Au total, l’explosion et l’exposition du réacteur libéreront 50 millions de curies d’isotopes radioactifs(1) avec un taux de radiation 200 fois supérieur à celui de la bombe d’Hiroshima(2). Jusqu’à la catastrophe de Fukushima en 2011, Tchernobyl fut le seul accident nucléaire classé comme ‘‘accident majeur’’ sur l’échelle internationale de classification des évènements nucléaires (INES), ce type d’accident est caractérisé par des ‘‘effets considérables sur la santé et l’environnement’’.(3)
Dans les années qui suivirent ce désastre, 346.000 personnes furent déplacées par les autorités dont 116.000 immédiatement après l’accident.(4) Plus de 600.000 ‘‘liquidateurs’’ auront participé aux activités de confinement et de décontamination, s’exposant à des taux de radiation bien supérieurs à la normale.(5) Aujourd’hui, entre 5 et 8 millions de personnes vivent encore dans des zones contaminées.(6)

Les conséquences de la catastrophe minimisées par le lobby du nucléaire

Les chiffres les plus souvent repris quant à l’impact sur la santé et l’environnement proviennent d’une étude coordonnée par l’Agence Internationale de l’Energie Atomique (AIEA), dont un des objectifs est de ‘‘hâter et d’accroître la contribution de l’énergie atomique à la paix, la santé et la prospérité dans le monde entier.’’(7) Intitulé ‘‘Tchernobyl : l’ampleur réelle de l’accident’’(8), le rapport de cette étude ‘‘donne des réponses définitives et des moyens de reconstruire des vies’’… en minimisant l’impact de l’accident sur la santé et la vie des victimes ! On y annonce que 4 000 personnes au maximum pourraient décéder des suites d’une exposition aux radiations ; et qu’à l’exception des enfants touchés au moment de l’explosion, il n’y a pas eu d’augmentation remarquable de cancers, leucémies et autres maladies. Le caractère orienté de l’étude, les liens étroits qu’entretiennent plusieurs acteurs avec l’industrie nucléaire, et l’approche restrictive dans la définition même de l’impact de l’accident furent plusieurs fois dénoncés, de même que le manque de représentation des scientifiques issus des pays les plus touchés.

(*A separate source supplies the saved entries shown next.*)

/// Per-execution environment construction
///
/// **Isolation Rules:**
/// - A new `Engine` is built for every execution and dropped afterwards
/// - Only allow-listed packages are registered (no time, no debugging, no modules)
/// - `eval`, `import` and `export` are disabled symbols
/// - `sleep` from the core package is overridden with an erroring version
/// - Each denied host name resolves to an `unavailable` value, and calling
///   it as a function raises an error
/// - `console` and `print`/`debug` write into a buffer owned by this
///   environment, never to the host's stdout
/// - Operation budget and wall-clock deadline abort the script
use crate::config::SandboxConfig;
use crate::convert::{dynamic_to_json, json_to_dynamic};
use rhai::packages::{
    ArithmeticPackage, BasicArrayPackage, BasicFnPackage, BasicIteratorPackage, BasicMapPackage,
    BasicMathPackage, BasicStringPackage, LanguageCorePackage, LogicPackage, MoreStringPackage,
    Package,
};
use rhai::{Dynamic, Engine, EvalAltResult, NativeCallContext, FLOAT, INT};
use std::any::TypeId;
use std::sync::{Arc, Mutex};
use std::time::Instant;

/// Type name reported by `type_of()` for a shadowed host capability
pub const UNAVAILABLE_TYPE: &str = "unavailable";

/// How often, in operations, the wall-clock deadline is checked
const DEADLINE_CHECK_INTERVAL: u64 = 1024;

/// Symbols disabled at the language level
const DISABLED_SYMBOLS: &[&str] = &["eval", "import", "export"];

/// Package functions that block the host thread outside the operation budget
const BLOCKING_FUNCTIONS: &[&str] = &["sleep"];

/// Most arguments a single `console.*` call accepts
pub const MAX_CONSOLE_ARGS: usize = 10;

/// Ordered log lines captured from one execution
#[derive(Debug, Clone, Default)]
pub struct LogBuffer {
    lines: Arc<Mutex<Vec<String>>>,
}

impl LogBuffer {
    pub fn push(&self, line: String) {
        let mut lines = self.lines.lock().unwrap_or_else(|poisoned| poisoned.into_inner());
        lines.push(line);
    }

    pub fn snapshot(&self) -> Vec<String> {
        self.lines
            .lock()
            .unwrap_or_else(|poisoned| poisoned.into_inner())
            .clone()
    }
}

/// The learner-facing `console` object
#[derive(Debug, Clone)]
pub struct Console {
    logs: LogBuffer,
}

impl Console {
    fn emit(&self, prefix: &str, args: &[Dynamic]) {
        let text = args
            .iter()
            .map(|arg| arg.to_string())
            .collect::<Vec<_>>()
            .join(" ");
        self.logs.push(format!("{}{}", prefix, text));
    }
}

/// The learner-facing `JSON` object
#[derive(Debug, Clone, Copy)]
pub struct JsonApi;

/// Value bound to every denied host name
#[derive(Debug, Clone)]
pub struct Unavailable;

/// A freshly built, single-use execution environment
pub struct Environment {
    pub engine: Engine,
    pub logs: LogBuffer,
}

impl Environment {
    /// Build a new environment; the deadline clock starts now
    pub fn new(config: &SandboxConfig) -> Self {
        let logs = LogBuffer::default();
        let mut engine = Engine::new_raw();

        register_packages(&mut engine);
        apply_limits(&mut engine, config);

        for &symbol in DISABLED_SYMBOLS {
            engine.disable_symbol(symbol);
        }

        register_console(&mut engine, &logs);
        register_json(&mut engine);
        register_blocking_overrides(&mut engine);
        register_denials(&mut engine, &config.denied_globals);
        bind_globals(&mut engine, &logs, &config.denied_globals);

        Self { engine, logs }
    }
}

fn register_packages(engine: &mut Engine) {
    LanguageCorePackage::new().register_into_engine(engine);
    ArithmeticPackage::new().register_into_engine(engine);
    LogicPackage::new().register_into_engine(engine);
    BasicStringPackage::new().register_into_engine(engine);
    MoreStringPackage::new().register_into_engine(engine);
    BasicIteratorPackage::new().register_into_engine(engine);
    BasicFnPackage::new().register_into_engine(engine);
    BasicMathPackage::new().register_into_engine(engine);
    BasicArrayPackage::new().register_into_engine(engine);
    BasicMapPackage::new().register_into_engine(engine);
}

fn apply_limits(engine: &mut Engine, config: &SandboxConfig) {
    engine.set_max_operations(config.max_operations);
    engine.set_max_call_levels(config.max_call_levels);
    engine.set_max_expr_depths(config.max_expr_depth, config.max_function_expr_depth);
    engine.set_max_string_size(config.max_string_size);
    engine.set_max_array_size(config.max_array_size);
    engine.set_max_map_size(config.max_map_size);

    let deadline = Instant::now() + config.execution_timeout;
    engine.on_progress(move |operations| {
        if operations % DEADLINE_CHECK_INTERVAL == 0 && Instant::now() >= deadline {
            Some(Dynamic::from("execution timed out"))
        } else {
            None
        }
    });
}

fn register_console(engine: &mut Engine, logs: &LogBuffer) {
    let print_logs = logs.clone();
    engine.on_print(move |text| print_logs.push(text.to_string()));

    let debug_logs = logs.clone();
    engine.on_debug(move |text, _source, _pos| debug_logs.push(text.to_string()));

    engine.register_type_with_name::<Console>("Console");

    // One raw overload per arity; the resolved `console` is read-only, so the
    // receiver is only ever read
    for (method, prefix) in [("log", ""), ("warn", "WARN: "), ("error", "ERROR: ")] {
        for arity in 0..=MAX_CONSOLE_ARGS {
            let mut arg_types = vec![TypeId::of::<Console>()];
            arg_types.resize(arity + 1, TypeId::of::<Dynamic>());

            engine.register_raw_fn(
                method,
                arg_types,
                move |_ctx: NativeCallContext, args: &mut [&mut Dynamic]| -> Result<(), Box<EvalAltResult>> {
                    let (receiver, rest) = match args.split_first() {
                        Some(split) => split,
                        None => return Ok(()),
                    };
                    let console = receiver
                        .read_lock::<Console>()
                        .map(|c| c.clone())
                        .ok_or_else(|| Box::<EvalAltResult>::from("console receiver is not a Console"))?;
                    let values: Vec<Dynamic> = rest.iter().map(|a| (**a).clone()).collect();
                    console.emit(prefix, &values);
                    Ok(())
                },
            );
        }
    }
}

fn register_json(engine: &mut Engine) {
    engine.register_type_with_name::<JsonApi>("JSON");

    engine.register_fn(
        "stringify",
        |ctx: NativeCallContext, _: JsonApi, value: Dynamic| -> Result<String, Box<EvalAltResult>> {
            let json = dynamic_to_json(&value)
                .map_err(|e| e.for_script(ctx.engine()).to_string())?;
            serde_json::to_string(&json).map_err(|e| e.to_string().into())
        },
    );

    engine.register_fn(
        "parse",
        |_: JsonApi, text: &str| -> Result<Dynamic, Box<EvalAltResult>> {
            let json: serde_json::Value = serde_json::from_str(text)
                .map_err(|e| format!("JSON.parse: {}", e))?;
            Ok(json_to_dynamic(&json))
        },
    );
}

fn denied_error(name: &str) -> Box<EvalAltResult> {
    format!("{} is not available in the sandbox", name).into()
}

fn register_blocking_overrides(engine: &mut Engine) {
    // Engine-registered functions are found before package functions
    for &name in BLOCKING_FUNCTIONS {
        engine.register_fn(name, move |_: INT| -> Result<(), Box<EvalAltResult>> {
            Err(denied_error(name))
        });
        engine.register_fn(name, move |_: FLOAT| -> Result<(), Box<EvalAltResult>> {
            Err(denied_error(name))
        });
    }
}

fn register_denials(engine: &mut Engine, denied: &[String]) {
    engine.register_type_with_name::<Unavailable>(UNAVAILABLE_TYPE);

    for name in denied {
        let n0 = name.clone();
        engine.register_fn(name.as_str(), move || -> Result<Dynamic, Box<EvalAltResult>> {
            Err(denied_error(&n0))
        });
        let n1 = name.clone();
        engine.register_fn(
            name.as_str(),
            move |_: Dynamic| -> Result<Dynamic, Box<EvalAltResult>> { Err(denied_error(&n1)) },
        );
        let n2 = name.clone();
        engine.register_fn(
            name.as_str(),
            move |_: Dynamic, _: Dynamic| -> Result<Dynamic, Box<EvalAltResult>> {
                Err(denied_error(&n2))
            },
        );
        let n3 = name.clone();
        engine.register_fn(
            name.as_str(),
            move |_: Dynamic, _: Dynamic, _: Dynamic| -> Result<Dynamic, Box<EvalAltResult>> {
                Err(denied_error(&n3))
            },
        );
    }
}

/// Resolve `console`, `JSON` and every denied name before normal variable
/// lookup. The resolver also runs inside script functions, which otherwise
/// cannot see anything outside their own parameters.
#[allow(deprecated)]
fn bind_globals(engine: &mut Engine, logs: &LogBuffer, denied: &[String]) {
    let console = Console { logs: logs.clone() };
    let denied: Vec<String> = denied.to_vec();

    engine.on_var(move |name, _index, _context| match name {
        "console" => Ok(Some(Dynamic::from(console.clone()))),
        "JSON" => Ok(Some(Dynamic::from(JsonApi))),
        _ if denied.iter().any(|d| d == name) => Ok(Some(Dynamic::from(Unavailable))),
        _ => Ok(None),
    });
}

Un tout autre son de cloche émane d’ailleurs de plusieurs autres rapports dont ceux publiés par Greenpeace en 2006(9) et par l’Academy of Science de New-York en 2009(10) Ces deux études, conduites par des scientifiques issus des pays directement touchés (Ukraine, Biélorussie, Russie) se basent sur les enregistrements de données médicales des centres hospitaliers des zones contaminées, sur des données de terrain fournies par de nombreux professionnels locaux, etc. Ces études font état de 200.000 cas de surmortalité liés à la catastrophe de Tchernobyl uniquement pour les trois pays les plus touchés, ainsi que d’une augmentation significative du nombre de cancers, de leucémies et de maladies cardio-vasculaires. La seconde étude rapporte également un vieillissement prématuré, l’âge biologique des Ukrainiens vivant dans les zones contaminées dépassant de 7 à 9 ans leur âge réel, cette différence pouvant atteindre 15 ans chez les liquidateurs.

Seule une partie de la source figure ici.